Anna siguió observándolo desde las profundas sombras de la vivienda. Karl desapareció dentro del establo antes de salir con Belle y Bill; ató la yunta a la carreta, cargada con los sacos de trigo, los nabos y todas las canastas de bayas, y se alejó sin siquiera una sola mirada hacia atrás.
Era casi de noche. Anna no se cuestionó, en ese momento, dónde Karl pasaría la noche antes de salir para el pueblo. Cuando tomó conciencia de ello, se derrumbó sobre el colchón de chalas y lloró a lágrima viva.
El pobre James se quedó con las manos colgadas a los costados de su cuerpo hasta que ya no pudo seguir soportando ver y oír a su hermana en ese estado. Impotente, salió para trepar por la escalera hasta su desván. Allí, por fin, él también pudo llorar.
Capítulo 17
Era la primera vez que Karl se sentía contento de dejar su hogar desde que lo había construido. Observaba las anchas grupas de Belle y de Bill, una y otra vez, y tenía que hacer un esfuerzo para aflojar las riendas. Trató de borrar de su mente las duras palabras de Anna y luego se esforzó en recordar exactamente cómo las había pronunciado. Trató de olvidar sus propias respuestas agresivas. Después, de un modo más humano, pensó en otras respuestas que podía haber dado -más agudas, más hirientes, más justas- y que hubieran servido mejor para ponerla en su lugar.

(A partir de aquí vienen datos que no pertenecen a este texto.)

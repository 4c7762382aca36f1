//! ID generators for the entity prefixes named throughout spec section 3.

use uuid::Uuid;

fn prefixed(prefix: &str) -> String {
    format!("{prefix}-{}", Uuid::new_v4())
}

pub fn new_agent_id() -> String {
    prefixed("a")
}

pub fn new_tx_id() -> String {
    prefixed("tx")
}

pub fn new_escrow_id() -> String {
    prefixed("esc")
}

pub fn new_task_id() -> String {
    prefixed("t")
}

pub fn new_bid_id() -> String {
    prefixed("bid")
}

pub fn new_asset_id() -> String {
    prefixed("asset")
}

pub fn new_dispute_id() -> String {
    prefixed("disp")
}

pub fn new_vote_id() -> String {
    prefixed("vote")
}

pub fn new_feedback_id() -> String {
    prefixed("fb")
}

/// Validates `t-<uuid4>`-shaped identifiers (create_task's `task_id` field,
/// per spec section 4.3).
pub fn looks_like_id(value: &str, prefix: &str) -> bool {
    match value.strip_prefix(prefix).and_then(|rest| rest.strip_prefix('-')) {
        Some(uuid_part) => Uuid::parse_str(uuid_part).is_ok(),
        None => false,
    }
}

#[cfg(test)]
mod tests {
    use super::*;

    #[test]
    fn generated_ids_match_their_own_shape_check() {
        assert!(looks_like_id(&new_task_id(), "t"));
        assert!(looks_like_id(&new_agent_id(), "a"));
        assert!(!looks_like_id("t-not-a-uuid", "t"));
        assert!(!looks_like_id("bid-1234", "t"));
    }
}
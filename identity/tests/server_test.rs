//! Integration tests for the Identity HTTP server, grounded in the
//! bind-ephemeral-port-and-drive-with-reqwest pattern used for the ledger
//! demo's server tests.

use agent_economy_common::db as common_db;
use agent_economy_common::envelope;
use ed25519_dalek::SigningKey;
use identity::state::AppState;
use rand::rngs::OsRng;
use serde_json::{json, Value};
use tokio::net::TcpListener;

struct TestServer {
    base_url: String,
}

impl TestServer {
    async fn new() -> Self {
        let db_path = std::env::temp_dir().join(format!("identity-test-{}.sqlite", uuid::Uuid::new_v4()));
        let pools = common_db::open(db_path.to_str().unwrap()).await.unwrap();
        identity::db::migrate(&pools.writer).await.unwrap();

        let state = AppState::new(pools);
        let app = identity::build_router(state, 1024 * 1024);

        let listener = TcpListener::bind("127.0.0.1:0").await.unwrap();
        let addr = listener.local_addr().unwrap();
        tokio::spawn(async move {
            axum::serve(listener, app).await.unwrap();
        });

        TestServer {
            base_url: format!("http://{addr}"),
        }
    }

    fn url(&self, path: &str) -> String {
        format!("{}{}", self.base_url, path)
    }
}

#[tokio::test]
#[ignore = "requires a bound TCP listener"]
async fn registers_and_verifies_a_signed_envelope() {
    let server = TestServer::new().await;
    let client = reqwest::Client::new();

    let signing_key = SigningKey::generate(&mut OsRng);
    let public_key = envelope::format_public_key(&signing_key.verifying_key());

    let register_resp = client
        .post(server.url("/agents"))
        .json(&json!({"display_name": "alice", "public_key": public_key}))
        .send()
        .await
        .unwrap();
    assert_eq!(register_resp.status(), 201);
    let agent: Value = register_resp.json().await.unwrap();
    let agent_id = agent["agent_id"].as_str().unwrap().to_string();
    assert!(agent_id.starts_with("a-"));

    let token = envelope::encode(
        &agent_id,
        &json!({"action": "create_task", "task_id": "t-1"}),
        &signing_key,
    );

    let verify_resp = client
        .post(server.url("/verify"))
        .json(&json!({"token": token}))
        .send()
        .await
        .unwrap();
    assert_eq!(verify_resp.status(), 200);
    let body: Value = verify_resp.json().await.unwrap();
    assert_eq!(body["valid"], true);
    assert_eq!(body["agent_id"], agent_id);
    assert_eq!(body["payload"]["action"], "create_task");
}

#[tokio::test]
#[ignore = "requires a bound TCP listener"]
async fn rejects_duplicate_registration() {
    let server = TestServer::new().await;
    let client = reqwest::Client::new();

    let signing_key = SigningKey::generate(&mut OsRng);
    let public_key = envelope::format_public_key(&signing_key.verifying_key());
    let body = json!({"display_name": "bob", "public_key": public_key});

    let first = client.post(server.url("/agents")).json(&body).send().await.unwrap();
    assert_eq!(first.status(), 201);

    let second = client.post(server.url("/agents")).json(&body).send().await.unwrap();
    assert_eq!(second.status(), 409);
    let err: Value = second.json().await.unwrap();
    assert_eq!(err["error"], "AGENT_EXISTS");
}

#[tokio::test]
#[ignore = "requires a bound TCP listener"]
async fn verify_never_discloses_why_a_token_is_invalid() {
    let server = TestServer::new().await;
    let client = reqwest::Client::new();

    let resp = client
        .post(server.url("/verify"))
        .json(&json!({"token": "not-a-real-envelope"}))
        .send()
        .await
        .unwrap();
    assert_eq!(resp.status(), 200);
    let body: Value = resp.json().await.unwrap();
    assert_eq!(body["valid"], false);
    assert!(body.get("agent_id").is_none());
    assert!(body.get("payload").is_none());
}
pub async fn migrate(pool: &SqlitePool) -> Result<(), sqlx::Error> {
    sqlx::query(
        r#"
        CREATE TABLE IF NOT EXISTS tasks (
            task_id TEXT PRIMARY KEY,
            poster_id TEXT NOT NULL,
            title TEXT NOT NULL,
            spec TEXT NOT NULL,
            reward INTEGER NOT NULL,
            bidding_deadline_seconds INTEGER NOT NULL,
            deadline_seconds INTEGER NOT NULL,
            review_deadline_seconds INTEGER NOT NULL,
            status TEXT NOT NULL DEFAULT 'open',
            escrow_id TEXT NOT NULL,
            bid_count INTEGER NOT NULL DEFAULT 0,
            worker_id TEXT,
            accepted_bid_id TEXT,
            created_at TEXT NOT NULL,
            accepted_at TEXT,
            submitted_at TEXT,
            approved_at TEXT,
            cancelled_at TEXT,
            disputed_at TEXT,
            dispute_reason TEXT,
            ruling_id TEXT,
            ruled_at TEXT,
            worker_pct INTEGER,
            ruling_summary TEXT,
            expired_at TEXT,
            escrow_pending INTEGER NOT NULL DEFAULT 0
        )
        "#,
    )
    .execute(pool)
    .await?;

    sqlx::query(
        r#"
        CREATE TABLE IF NOT EXISTS bids (
            bid_id TEXT PRIMARY KEY,
            task_id TEXT NOT NULL REFERENCES tasks(task_id),
            bidder_id TEXT NOT NULL,
            amount INTEGER NOT NULL,
            submitted_at TEXT NOT NULL,
            UNIQUE(task_id, bidder_id)
        )
        "#,
    )
    .execute(pool)
    .await?;

    sqlx::query(
        r#"
        CREATE TABLE IF NOT EXISTS assets (
            asset_id TEXT PRIMARY KEY,
            task_id TEXT NOT NULL REFERENCES tasks(task_id),
            uploader_id TEXT NOT NULL,
            filename TEXT NOT NULL,
            content_type TEXT NOT NULL,
            size_bytes INTEGER NOT NULL,
            content_hash TEXT NOT NULL,
            uploaded_at TEXT NOT NULL
        )
        "#,
    )
    .execute(pool)
    .await?;

    Ok(())
}

async fn begin_immediate(pool: &SqlitePool) -> Result<PoolConnection<Sqlite>, sqlx::Error> {
    let mut conn = pool.acquire().await?;
    sqlx::query("BEGIN IMMEDIATE").execute(&mut *conn).await?;
    Ok(conn)
}

async fn commit(mut conn: PoolConnection<Sqlite>) -> Result<(), sqlx::Error> {
    sqlx::query("COMMIT").execute(&mut *conn).await?;
    Ok(())
}

async fn rollback(mut conn: PoolConnection<Sqlite>) {
    let _ = sqlx::query("ROLLBACK").execute(&mut *conn).await;
}

fn is_unique_violation(err: &sqlx::Error) -> bool {
    matches!(err, sqlx::Error::Database(db_err) if db_err.is_unique_violation())
}

fn opt_ts(value: Option<String>) -> Option<chrono::DateTime<chrono::Utc>> {
    value.map(|s| {
        chrono::DateTime::parse_from_rfc3339(&s)
            .expect("timestamps are always written as rfc3339")
            .with_timezone(&chrono::Utc)
    })
}

fn row_to_task(row: &sqlx::sqlite::SqliteRow) -> Task {
    Task {
        task_id: row.get("task_id"),
        poster_id: row.get("poster_id"),
        title: row.get("title"),
        spec: row.get("spec"),
        reward: row.get("reward"),
        bidding_deadline_seconds: row.get("bidding_deadline_seconds"),
        deadline_seconds: row.get("deadline_seconds"),
        review_deadline_seconds: row.get("review_deadline_seconds"),
        status: TaskStatus::parse(row.get::<String, _>("status").as_str()),
        escrow_id: row.get("escrow_id"),
        bid_count: row.get("bid_count"),
        worker_id: row.get("worker_id"),
        accepted_bid_id: row.get("accepted_bid_id"),
        created_at: opt_ts(row.get("created_at")).expect("created_at is always set"),
        accepted_at: opt_ts(row.get("accepted_at")),
        submitted_at: opt_ts(row.get("submitted_at")),
        approved_at: opt_ts(row.get("approved_at")),
        cancelled_at: opt_ts(row.get("cancelled_at")),
        disputed_at: opt_ts(row.get("disputed_at")),
        dispute_reason: row.get("dispute_reason"),
        ruling_id: row.get("ruling_id"),
        ruled_at: opt_ts(row.get("ruled_at")),
        worker_pct: row.get("worker_pct"),
        ruling_summary: row.get("ruling_summary"),
        expired_at: opt_ts(row.get("expired_at")),
        escrow_pending: row.get::<i64, _>("escrow_pending") != 0,
    }
}

fn row_to_bid(row: &sqlx::sqlite::SqliteRow) -> Bid {
    Bid {
        bid_id: row.get("bid_id"),
        task_id: row.get("task_id"),
        bidder_id: row.get("bidder_id"),
        amount: row.get("amount"),
        submitted_at: opt_ts(row.get("submitted_at")).expect("submitted_at is always set"),
    }
}

fn row_to_asset(row: &sqlx::sqlite::SqliteRow) -> Asset {
    Asset {
        asset_id: row.get("asset_id"),
        task_id: row.get("task_id"),
        uploader_id: row.get("uploader_id"),
        filename: row.get("filename"),
        content_type: row.get("content_type"),
        size_bytes: row.get("size_bytes"),
        content_hash: row.get("content_hash"),
        uploaded_at: opt_ts(row.get("uploaded_at")).expect("uploaded_at is always set"),
    }
}

pub struct NewTask<'a> {
    pub task_id: &'a str,
    pub poster_id: &'a str,
    pub title: &'a str,
    pub spec: &'a str,
    pub reward: i64,
    pub bidding_deadline_seconds: i64,
    pub deadline_seconds: i64,
    pub review_deadline_seconds: i64,
    pub escrow_id: &'a str,
}

pub async fn insert_task(pool: &SqlitePool, new_task: NewTask<'_>) -> ServiceResult<Task> {
    let mut conn = begin_immediate(pool).await?;
    match insert_task_inner(&mut conn, &new_task).await {
        Ok(task) => {
            commit(conn).await?;
            Ok(task)
        }
        Err(e) => {
            rollback(conn).await;
            Err(e)
        }
    }
}

async fn insert_task_inner(conn: &mut PoolConnection<Sqlite>, new_task: &NewTask<'_>) -> ServiceResult<Task> {
    let created_at = chrono::Utc::now();
    let result = sqlx::query(
        r#"
        INSERT INTO tasks (
            task_id, poster_id, title, spec, reward, bidding_deadline_seconds,
            deadline_seconds, review_deadline_seconds, status, escrow_id,
            bid_count, created_at, escrow_pending
        ) VALUES (?, ?, ?, ?, ?, ?, ?, ?, 'open', ?, 0, ?, 0)
        "#,
    )
    .bind(new_task.task_id)
    .bind(new_task.poster_id)
    .bind(new_task.title)
    .bind(new_task.spec)
    .bind(new_task.reward)
    .bind(new_task.bidding_deadline_seconds)
    .bind(new_task.deadline_seconds)
    .bind(new_task.review_deadline_seconds)
    .bind(new_task.escrow_id)
    .bind(created_at.to_rfc3339())
    .execute(&mut **conn)
    .await;

    match result {
        Ok(_) => {}
        Err(e) if is_unique_violation(&e) => {
            return Err(ServiceError::new(
                ErrorCode::TaskAlreadyExists,
                format!("a task with task_id '{}' already exists", new_task.task_id),
            ));
        }
        Err(e) => return Err(e.into()),
    }

    get_task_via(&mut **conn, new_task.task_id)
        .await?
        .ok_or_else(|| ServiceError::internal("task vanished immediately after insert"))
}

pub async fn get_task(pool: &SqlitePool, task_id: &str) -> ServiceResult<Option<Task>> {
    get_task_via(pool, task_id).await
}

async fn get_task_via<'e, E>(executor: E, task_id: &str) -> ServiceResult<Option<Task>>
where
    E: sqlx::Executor<'e, Database = Sqlite>,
{
    let row = sqlx::query("SELECT * FROM tasks WHERE task_id = ?")
        .bind(task_id)
        .fetch_optional(executor)
        .await?;
    Ok(row.as_ref().map(row_to_task))
}

pub struct TaskFilter {
    pub status: Option<String>,
    pub poster_id: Option<String>,
    pub worker_id: Option<String>,
    pub limit: Option<i64>,
    pub offset: Option<i64>,
}

pub async fn list_tasks(pool: &SqlitePool, filter: TaskFilter) -> ServiceResult<Vec<Task>> {
    let mut query = "SELECT * FROM tasks".to_string();
    let mut clauses = Vec::new();
    if filter.status.is_some() {
        clauses.push("status = ?");
    }
    if filter.poster_id.is_some() {
        clauses.push("poster_id = ?");
    }
    if filter.worker_id.is_some() {
        clauses.push("worker_id = ?");
    }
    if !clauses.is_empty() {
        query.push_str(" WHERE ");
        query.push_str(&clauses.join(" AND "));
    }
    query.push_str(" ORDER BY created_at DESC");
    if filter.limit.is_some() {
        query.push_str(" LIMIT ?");
    }
    if filter.offset.is_some() {
        query.push_str(" OFFSET ?");
    }

    let mut q = sqlx::query(&query);
    if let Some(status) = &filter.status {
        q = q.bind(status);
    }
    if let Some(poster_id) = &filter.poster_id {
        q = q.bind(poster_id);
    }
    if let Some(worker_id) = &filter.worker_id {
        q = q.bind(worker_id);
    }
    if let Some(limit) = filter.limit {
        q = q.bind(limit);
    }
    if let Some(offset) = filter.offset {
        q = q.bind(offset);
    }

    let rows = q.fetch_all(pool).await?;
    Ok(rows.iter().map(row_to_task).collect())
}
//! Deliverable storage for accepted tasks: validates a multipart upload
//! against the configured size/count limits, hashes its content, and writes
//! it under `storage_root/<task_id>/<asset_id>`. Grounded in
//! `test_assets.py`'s observed constraints (10MB default max, 20 assets per
//! task, SHA-256 hex `content_hash`) since `asset_manager.py` itself wasn't
//! part of the retrieved source.

use agent_economy_common::error::{ErrorCode, ServiceError, ServiceResult};
use sha2::{Digest, Sha256};

fn hex_encode(bytes: &[u8]) -> String {
    let mut out = String::with_capacity(bytes.len() * 2);
    for b in bytes {
        out.push_str(&format!("{b:02x}"));
    }
    out
}

pub fn content_hash(bytes: &[u8]) -> String {
    hex_encode(&Sha256::digest(bytes))
}

pub struct StoredAsset {
    pub size_bytes: i64,
    pub content_hash: String,
}

/// Validates the upload against the configured limits and writes it to disk.
/// Count is checked by the caller (it needs a DB round trip); this only
/// checks size and performs the write.
pub fn store(
    storage_root: &str,
    task_id: &str,
    asset_id: &str,
    max_asset_size_bytes: usize,
    bytes: &[u8],
) -> ServiceResult<StoredAsset> {
    if bytes.len() > max_asset_size_bytes {
        return Err(ServiceError::new(
            ErrorCode::FileTooLarge,
            format!("file exceeds the {max_asset_size_bytes} byte limit"),
        ));
    }

    let dir = std::path::Path::new(storage_root).join(task_id);
    std::fs::create_dir_all(&dir)
        .map_err(|e| ServiceError::internal(format!("failed to create asset directory: {e}")))?;
    std::fs::write(dir.join(asset_id), bytes)
        .map_err(|e| ServiceError::internal(format!("failed to write asset to disk: {e}")))?;

    Ok(StoredAsset {
        size_bytes: bytes.len() as i64,
        content_hash: content_hash(bytes),
    })
}

pub fn read(storage_root: &str, task_id: &str, asset_id: &str) -> ServiceResult<Vec<u8>> {
    std::fs::read(std::path::Path::new(storage_root).join(task_id).join(asset_id))
        .map_err(|_| ServiceError::new(ErrorCode::AssetNotFound, "asset not found"))
}
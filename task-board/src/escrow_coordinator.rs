//! Builds platform-signed envelopes for the two escrow-resolving calls Task
//! Board makes back into Central Bank, mirroring the Python's
//! `EscrowCoordinator` (a thin wrapper so `task_manager.py` never touches
//! signing directly).

use agent_economy_common::central_bank_client::CentralBankClient;
use agent_economy_common::error::ServiceError;
use agent_economy_common::platform_signer::PlatformSigner;
use serde_json::json;

pub struct EscrowCoordinator<'a> {
    pub central_bank: &'a CentralBankClient,
    pub signer: &'a PlatformSigner,
}

impl<'a> EscrowCoordinator<'a> {
    pub async fn release_escrow(
        &self,
        escrow_id: &str,
        recipient_account_id: &str,
    ) -> Result<(), ServiceError> {
        let token = self.signer.sign(&json!({
            "action": "escrow_release",
            "escrow_id": escrow_id,
            "recipient_account_id": recipient_account_id,
        }));
        self.central_bank.escrow_release(&token).await?;
        Ok(())
    }

    pub async fn split_escrow(
        &self,
        escrow_id: &str,
        worker_account_id: &str,
        poster_account_id: &str,
        worker_pct: i64,
    ) -> Result<(), ServiceError> {
        let token = self.signer.sign(&json!({
            "action": "escrow_split",
            "escrow_id": escrow_id,
            "worker_pct": worker_pct,
            "worker_account_id": worker_account_id,
            "poster_account_id": poster_account_id,
        }));
        self.central_bank.escrow_split(&token).await?;
        Ok(())
    }

    pub async fn lock_escrow(&self, escrow_token: &str) -> Result<String, ServiceError> {
        let result = self.central_bank.escrow_lock(escrow_token).await?;
        result
            .get("escrow_id")
            .and_then(|v| v.as_str())
            .map(str::to_string)
            .ok_or_else(|| ServiceError::internal("central bank reported no escrow_id on lock"))
    }
}
impl TestServer {
    async fn new() -> Self {
        let identity_url = spawn_identity().await;
        let client = reqwest::Client::new();
        let (platform_id, platform_signing_key) = register_platform(&client, &identity_url).await;
        let central_bank_url = spawn_central_bank(&identity_url, &platform_id).await;

        let db_path = std::env::temp_dir().join(format!("tb-test-{}.sqlite", uuid::Uuid::new_v4()));
        let pools = common_db::open(db_path.to_str().unwrap()).await.unwrap();
        task_board::db::migrate(&pools.writer).await.unwrap();
        let storage_root = std::env::temp_dir().join(format!("tb-test-assets-{}", uuid::Uuid::new_v4()));
        std::fs::create_dir_all(&storage_root).unwrap();

        let platform_key_path = write_platform_key(&platform_signing_key);
        let platform_signer = PlatformSigner::load(platform_key_path.to_str().unwrap(), platform_id.clone()).unwrap();

        let identity_client = IdentityClient::new(identity_url.clone(), Duration::from_secs(5));
        let central_bank_client =
            agent_economy_common::central_bank_client::CentralBankClient::new(central_bank_url.clone(), Duration::from_secs(5));

        let state = AppState::new(
            pools.writer,
            pools.reader,
            identity_client,
            central_bank_client,
            platform_signer,
            platform_id.clone(),
            storage_root.to_str().unwrap().to_string(),
            10 * 1024 * 1024,
            20,
        );
        let app = task_board::build_router(state, 1024 * 1024);

        let listener = TcpListener::bind("127.0.0.1:0").await.unwrap();
        let addr = listener.local_addr().unwrap();
        tokio::spawn(async move {
            axum::serve(listener, app).await.unwrap();
        });

        TestServer {
            base_url: format!("http://{addr}"),
            identity_url,
            central_bank_url,
            platform_id,
            platform_key_path,
        }
    }

    fn url(&self, path: &str) -> String {
        format!("{}{}", self.base_url, path)
    }

    async fn register_agent(&self, client: &reqwest::Client, name: &str) -> (String, SigningKey) {
        let signing_key = SigningKey::generate(&mut OsRng);
        let public_key = envelope::format_public_key(&signing_key.verifying_key());
        let resp = client
            .post(format!("{}/agents", self.identity_url))
            .json(&json!({"display_name": name, "public_key": public_key}))
            .send()
            .await
            .unwrap();
        assert_eq!(resp.status(), 201);
        let agent: Value = resp.json().await.unwrap();
        (agent["agent_id"].as_str().unwrap().to_string(), signing_key)
    }

    async fn fund_account(&self, client: &reqwest::Client, agent_id: &str, signing_key: &SigningKey, balance: i64) {
        let platform_signer =
            PlatformSigner::load(self.platform_key_path.to_str().unwrap(), self.platform_id.clone()).unwrap();
        let token = if balance > 0 {
            platform_signer.sign(&json!({
                "action": "create_account",
                "account_id": agent_id,
                "initial_balance": balance,
            }))
        } else {
            envelope::encode(
                agent_id,
                &json!({"action": "create_account", "account_id": agent_id, "initial_balance": 0}),
                signing_key,
            )
        };
        let resp = client
            .post(format!("{}/accounts", self.central_bank_url))
            .json(&json!({"token": token}))
            .send()
            .await
            .unwrap();
        assert_eq!(resp.status(), 201);
    }

    async fn account_balance(&self, client: &reqwest::Client, agent_id: &str, signing_key: &SigningKey) -> i64 {
        let token = envelope::encode(agent_id, &json!({"action": "read_account"}), signing_key);
        let resp = client
            .get(format!("{}/accounts/{agent_id}", self.central_bank_url))
            .bearer_auth(token)
            .send()
            .await
            .unwrap();
        assert_eq!(resp.status(), 200);
        let body: Value = resp.json().await.unwrap();
        body["balance"].as_i64().unwrap()
    }
}

fn token(signing_key: &SigningKey, agent_id: &str, payload: Value) -> String {
    envelope::encode(agent_id, &payload, signing_key)
}

#[tokio::test]
#[ignore = "requires a bound TCP listener"]
async fn s1_happy_path_from_creation_through_approval() {
    let server = TestServer::new().await;
    let client = reqwest::Client::new();

    let (poster_id, poster_key) = server.register_agent(&client, "alice").await;
    let (worker_id, worker_key) = server.register_agent(&client, "bob").await;
    server.fund_account(&client, &poster_id, &poster_key, 1000).await;
    server.fund_account(&client, &worker_id, &worker_key, 0).await;

    let task_id = format!("t-{}", uuid::Uuid::new_v4());
    let task_token = token(&poster_key, &poster_id, json!({
        "action": "create_task",
        "task_id": task_id,
        "poster_id": poster_id,
        "title": "write a summary",
        "spec": "summarize the attached document",
        "reward": 100,
        "bidding_deadline_seconds": 3600,
        "deadline_seconds": 7200,
        "review_deadline_seconds": 3600,
    }));
    let escrow_token = token(&poster_key, &poster_id, json!({
        "action": "escrow_lock",
        "payer_account_id": poster_id,
        "task_id": task_id,
        "amount": 100,
    }));

    let create_resp = client
        .post(server.url("/tasks"))
        .json(&json!({"task_token": task_token, "escrow_token": escrow_token}))
        .send()
        .await
        .unwrap();
    assert_eq!(create_resp.status(), 201);
    let task: Value = create_resp.json().await.unwrap();
    assert_eq!(task["status"], "open");

    let bid_token = token(&worker_key, &worker_id, json!({
        "action": "submit_bid",
        "task_id": task_id,
        "bidder_id": worker_id,
        "amount": 100,
    }));
    let bid_resp = client
        .post(server.url(&format!("/tasks/{task_id}/bids")))
        .json(&json!({"token": bid_token}))
        .send()
        .await
        .unwrap();
    assert_eq!(bid_resp.status(), 200);
    let bid: Value = bid_resp.json().await.unwrap();
    let bid_id = bid["bid_id"].as_str().unwrap().to_string();

    let accept_token = token(&poster_key, &poster_id, json!({
        "action": "accept_bid",
        "task_id": task_id,
        "bid_id": bid_id,
        "poster_id": poster_id,
    }));
    let accept_resp = client
        .post(server.url(&format!("/tasks/{task_id}/bids/{bid_id}/accept")))
        .json(&json!({"token": accept_token}))
        .send()
        .await
        .unwrap();
    assert_eq!(accept_resp.status(), 200);
    let accepted: Value = accept_resp.json().await.unwrap();
    assert_eq!(accepted["status"], "accepted");
    assert_eq!(accepted["worker_id"], worker_id);

    let upload_token = token(&worker_key, &worker_id, json!({"action": "upload_asset", "task_id": task_id}));
    let part = reqwest::multipart::Part::bytes(b"deliverable contents".to_vec())
        .file_name("summary.txt")
        .mime_str("text/plain")
        .unwrap();
    let form = reqwest::multipart::Form::new().part("file", part);
    let upload_resp = client
        .post(server.url(&format!("/tasks/{task_id}/assets")))
        .bearer_auth(&upload_token)
        .multipart(form)
        .send()
        .await
        .unwrap();
    assert_eq!(upload_resp.status(), 201);

    let submit_token = token(&worker_key, &worker_id, json!({
        "action": "submit_deliverable",
        "task_id": task_id,
        "worker_id": worker_id,
    }));
    let submit_resp = client
        .post(server.url(&format!("/tasks/{task_id}/submit")))
        .json(&json!({"token": submit_token}))
        .send()
        .await
        .unwrap();
    assert_eq!(submit_resp.status(), 200);
    let submitted: Value = submit_resp.json().await.unwrap();
    assert_eq!(submitted["status"], "submitted");

    let approve_token = token(&poster_key, &poster_id, json!({
        "action": "approve_task",
        "task_id": task_id,
        "poster_id": poster_id,
    }));
    let approve_resp = client
        .post(server.url(&format!("/tasks/{task_id}/approve")))
        .json(&json!({"token": approve_token}))
        .send()
        .await
        .unwrap();
    assert_eq!(approve_resp.status(), 200);
    let approved: Value = approve_resp.json().await.unwrap();
    assert_eq!(approved["status"], "approved");

    assert_eq!(server.account_balance(&client, &poster_id, &poster_key).await, 900);
    assert_eq!(server.account_balance(&client, &worker_id, &worker_key).await, 100);
}
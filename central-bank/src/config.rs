use agent_economy_common::config::{default_log_level, default_max_body_bytes, default_request_timeout_ms};
use serde::Deserialize;

#[derive(Debug, Clone, Deserialize)]
pub struct Config {
    pub bind_addr: String,
    pub port: u16,
    #[serde(default = "default_log_level")]
    pub log_level: String,
    pub database_path: String,
    #[serde(default = "default_max_body_bytes")]
    pub max_body_bytes: usize,
    pub identity_url: String,
    pub platform_agent_id: String,
    #[serde(default = "default_request_timeout_ms")]
    pub downstream_timeout_ms: u64,
}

Se preguntó cuál era el lugar de Anna. Se dijo a sí mismo que había cometido un error en traerla aquí. Pensando en el muchacho, reconoció que había estado mal. Las palabras crueles que le había dirigido a James le producían a Karl un dolor como no recordaba haber sentido en mucho, mucho tiempo. ¡Cuán injusto había sido con el chico, al reprenderlo por algo que, en realidad, existía entre él y Anna! Hasta ahí Anna tenía razón. Había tratado a su hermano de una manera imperdonable.
Karl admitió que quería al muchacho como si fuera un hijo. Durante todo el verano, había sido algo muy lindo tener a James trabajando a su lado; el chico lo seguía con esos ojos tan abiertos que hablaban de lo ansioso que estaba por aprender, por complacer. Y qué bien se había desempeñado. No había nada por lo que Karl pudiera culparlo.